Arrivée au pouvoir en 2014 après un coup d’état, la junte militaire thaïlandaise souhaite depuis faire passer un nouveau projet de Constitution qui lui permettrait de garder la main mise sur le pays. Antidémocratique, ce projet s’impose peu à peu dans un climat qui voit les forces armées réprimer toute forme d’opposition.

Reculer pour mieux rester

Fin janvier, un nouveau projet de Constitution était publié par la Constitution Drafting Committee (CDC), l’organisme créé par la junte pour mener à bien une réforme censée remplacer le texte abandonné après le coup d’état de 2014 qui a fait entrer en vigueur la loi martiale dans le pays.

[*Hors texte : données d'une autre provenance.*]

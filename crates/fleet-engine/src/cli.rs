use std::path::PathBuf;

use async_trait::async_trait;
use fleet_proto::{
    NetworkCreate, NetworkCreateResponse, NetworkListResponse, NetworkRemove, NetworkSummary,
    NetworksPruneResponse, VolumeCreate, VolumeCreateResponse, VolumeListResponse, VolumeRemove,
    VolumeSummary, VolumesPrune, VolumesPruneResponse,
};
use serde::Deserialize;
use tokio::process::Command;
use tracing::debug;

use crate::{DockerEngine, EngineError};

/// Engine that drives the local daemon through the `docker` binary.
#[derive(Debug, Clone)]
pub struct DockerCliEngine {
    bin: PathBuf,
}

impl Default for DockerCliEngine {
    fn default() -> Self {
        Self::new("docker")
    }
}

impl DockerCliEngine {
    pub fn new(bin: impl Into<PathBuf>) -> Self {
        Self { bin: bin.into() }
    }

    async fn run(&self, args: Vec<String>) -> Result<String, EngineError> {
        debug!(bin = %self.bin.display(), ?args, "running docker");
        let output = Command::new(&self.bin).args(&args).output().await?;
        if !output.status.success() {
            let stderr = String::from_utf8_lossy(&output.stderr);
            return Err(EngineError::Docker(
                stderr.trim().trim_start_matches("Error response from daemon: ").to_string(),
            ));
        }
        Ok(String::from_utf8_lossy(&output.stdout).into_owned())
    }
}

fn label_args(labels: &std::collections::BTreeMap<String, String>, args: &mut Vec<String>) {
    for (key, value) in labels {
        args.push("--label".into());
        args.push(format!("{key}={value}"));
    }
}

#[derive(Deserialize)]
struct NetworkLsLine {
    #[serde(rename = "ID")]
    id: String,
    #[serde(rename = "Name")]
    name: String,
    #[serde(rename = "Driver")]
    driver: String,
    #[serde(rename = "Scope")]
    scope: String,
    #[serde(rename = "Internal", default)]
    internal: String,
}

#[derive(Deserialize)]
struct VolumeLine {
    #[serde(rename = "Name")]
    name: String,
    #[serde(rename = "Driver")]
    driver: String,
    #[serde(rename = "Mountpoint", default)]
    mountpoint: String,
}

fn json_lines<T: for<'de> Deserialize<'de>>(stdout: &str) -> Result<Vec<T>, EngineError> {
    stdout
        .lines()
        .map(str::trim)
        .filter(|line| !line.is_empty())
        .map(|line| serde_json::from_str(line).map_err(|err| EngineError::Parse(err.to_string())))
        .collect()
}

pub(crate) fn parse_network_ls(stdout: &str) -> Result<Vec<NetworkSummary>, EngineError> {
    Ok(json_lines::<NetworkLsLine>(stdout)?
        .into_iter()
        .map(|line| NetworkSummary {
            id: line.id,
            name: line.name,
            driver: line.driver,
            scope: line.scope,
            internal: line.internal.eq_ignore_ascii_case("true"),
        })
        .collect())
}

pub(crate) fn parse_volume_ls(stdout: &str) -> Result<Vec<VolumeSummary>, EngineError> {
    Ok(json_lines::<VolumeLine>(stdout)?
        .into_iter()
        .map(|line| VolumeSummary {
            name: line.name,
            driver: line.driver,
            mountpoint: line.mountpoint,
        })
        .collect())
}

/// Names listed under `header` in a prune summary, up to the first blank line.
pub(crate) fn parse_prune_list(stdout: &str, header: &str) -> Vec<String> {
    stdout
        .lines()
        .skip_while(|line| line.trim() != header)
        .skip(1)
        .map(str::trim)
        .take_while(|line| !line.is_empty())
        .map(str::to_string)
        .collect()
}

pub(crate) fn parse_reclaimed(stdout: &str) -> String {
    stdout
        .lines()
        .find_map(|line| line.trim().strip_prefix("Total reclaimed space:"))
        .map(|rest| rest.trim().to_string())
        .unwrap_or_else(|| "0B".into())
}

#[async_trait]
impl DockerEngine for DockerCliEngine {
    async fn network_create(
        &self,
        req: NetworkCreate,
    ) -> Result<NetworkCreateResponse, EngineError> {
        let mut args = vec!["network".to_string(), "create".to_string()];
        if let Some(driver) = &req.driver {
            args.push("--driver".into());
            args.push(driver.clone());
        }
        if req.internal {
            args.push("--internal".into());
        }
        if req.attachable {
            args.push("--attachable".into());
        }
        label_args(&req.labels, &mut args);
        args.push(req.name);
        let stdout = self.run(args).await?;
        let id = stdout.trim().to_string();
        if id.is_empty() {
            return Err(EngineError::Parse("network create printed no id".into()));
        }
        Ok(NetworkCreateResponse { id, warning: None })
    }

    async fn network_list(&self) -> Result<NetworkListResponse, EngineError> {
        let stdout = self
            .run(vec![
                "network".into(),
                "ls".into(),
                "--no-trunc".into(),
                "--format".into(),
                "{{json .}}".into(),
            ])
            .await?;
        Ok(NetworkListResponse {
            items: parse_network_ls(&stdout)?,
        })
    }

    async fn network_remove(&self, req: NetworkRemove) -> Result<(), EngineError> {
        self.run(vec!["network".into(), "rm".into(), req.id]).await?;
        Ok(())
    }

    async fn networks_prune(&self) -> Result<NetworksPruneResponse, EngineError> {
        let stdout = self
            .run(vec!["network".into(), "prune".into(), "--force".into()])
            .await?;
        Ok(NetworksPruneResponse {
            networks_deleted: parse_prune_list(&stdout, "Deleted Networks:"),
        })
    }

    async fn volume_create(&self, req: VolumeCreate) -> Result<VolumeCreateResponse, EngineError> {
        let mut args = vec!["volume".to_string(), "create".to_string()];
        if let Some(driver) = &req.driver {
            args.push("--driver".into());
            args.push(driver.clone());
        }
        label_args(&req.labels, &mut args);
        if !req.name.trim().is_empty() {
            args.push(req.name);
        }
        let name = self.run(args).await?.trim().to_string();
        let stdout = self
            .run(vec![
                "volume".into(),
                "inspect".into(),
                "--format".into(),
                "{{json .}}".into(),
                name,
            ])
            .await?;
        let line = json_lines::<VolumeLine>(&stdout)?
            .into_iter()
            .next()
            .ok_or_else(|| EngineError::Parse("volume inspect printed nothing".into()))?;
        Ok(VolumeCreateResponse {
            name: line.name,
            driver: line.driver,
            mountpoint: line.mountpoint,
        })
    }

    async fn volume_list(&self) -> Result<VolumeListResponse, EngineError> {
        let stdout = self
            .run(vec![
                "volume".into(),
                "ls".into(),
                "--format".into(),
                "{{json .}}".into(),
            ])
            .await?;
        Ok(VolumeListResponse {
            items: parse_volume_ls(&stdout)?,
        })
    }

    async fn volume_remove(&self, req: VolumeRemove) -> Result<(), EngineError> {
        let mut args = vec!["volume".to_string(), "rm".to_string()];
        if req.force {
            args.push("--force".into());
        }
        args.push(req.name);
        self.run(args).await?;
        Ok(())
    }

    async fn volumes_prune(
        &self,
        req: VolumesPrune,
    ) -> Result<VolumesPruneResponse, EngineError> {
        let mut args = vec!["volume".to_string(), "prune".to_string(), "--force".into()];
        if req.all {
            args.push("--all".into());
        }
        let stdout = self.run(args).await?;
        Ok(VolumesPruneResponse {
            volumes_deleted: parse_prune_list(&stdout, "Deleted Volumes:"),
            space_reclaimed: parse_reclaimed(&stdout),
        })
    }
}

#[cfg(test)]
mod tests {
    use super::*;

    #[test]
    fn parses_network_ls_json_lines() {
        let stdout = concat!(
            r#"{"CreatedAt":"2024-01-01","Driver":"bridge","ID":"abc123","Internal":"false","Name":"bridge","Scope":"local"}"#,
            "\n",
            r#"{"Driver":"overlay","ID":"def456","Internal":"true","Name":"backend","Scope":"swarm"}"#,
            "\n\n"
        );
        let items = parse_network_ls(stdout).unwrap();
        assert_eq!(items.len(), 2);
        assert_eq!(items[0].id, "abc123");
        assert!(!items[0].internal);
        assert_eq!(items[1].name, "backend");
        assert!(items[1].internal);
    }

    #[test]
    fn rejects_garbled_ls_output() {
        assert!(matches!(
            parse_volume_ls("not json"),
            Err(EngineError::Parse(_))
        ));
    }

    #[test]
    fn parses_prune_summary() {
        let stdout = "Deleted Volumes:\nv1\n3f2a\n\nTotal reclaimed space: 1.5kB\n";
        assert_eq!(parse_prune_list(stdout, "Deleted Volumes:"), vec!["v1", "3f2a"]);
        assert_eq!(parse_reclaimed(stdout), "1.5kB");
    }

    #[test]
    fn empty_prune_reclaims_nothing() {
        assert!(parse_prune_list("", "Deleted Networks:").is_empty());
        assert_eq!(parse_reclaimed("Total reclaimed space: 0B"), "0B");
        assert_eq!(parse_reclaimed(""), "0B");
    }

    #[tokio::test]
    async fn missing_binary_is_io_error() {
        let engine = DockerCliEngine::new("/nonexistent/fleet-docker");
        let err = engine.network_list().await.unwrap_err();
        assert!(matches!(err, EngineError::Io(_)));
    }
}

Soutenu par la junte militaire au pouvoir, ce projet doit officiellement aider la Thaïlande à retrouver une stabilité et à rapprocher les citoyens après une décennie troublée par les conflits entre opposants et pro régime. Officieusement, ce nouveau texte n’aurait pour seule utilité que de permettre à l’armée et au Général Prayuth Chan-ocha de rester aux manettes du pouvoir.

Pour le Chef de l’armée, la réécriture de la Constitution s’exécute avec la ferme intention de réduire au maximum le pouvoir des gouvernements élus. Pour cela, le projet est émaillé d’articles renforçant le rôle du CDC dans l’appareil gouvernemental thaïlandais. L’article 103 impose par exemple que les représentants de la Cour Constitutionnelle soient nommés par le comité de réforme de la Constitution. La Constitution telle qu’elle est voulue par la National Council for Peace and Order (NCPO), nom donné à la junte militaire, réduit, article après article, toutes les velléités démocratiques du pays pour in fine faire perdurer la loi martiale et accorder les pleins pouvoirs aux forces militaires.

Et peu importe si le CDC a du mal à faire passer les différentes versions du projet déjà présentées, le Premier ministre Chan-ocha profite du temps que nécessite l’élaboration de ce nouveau texte pour asseoir chaque jour davantage l’emprise que la junte militaire exerce sur la Thaïlande et sur son peuple.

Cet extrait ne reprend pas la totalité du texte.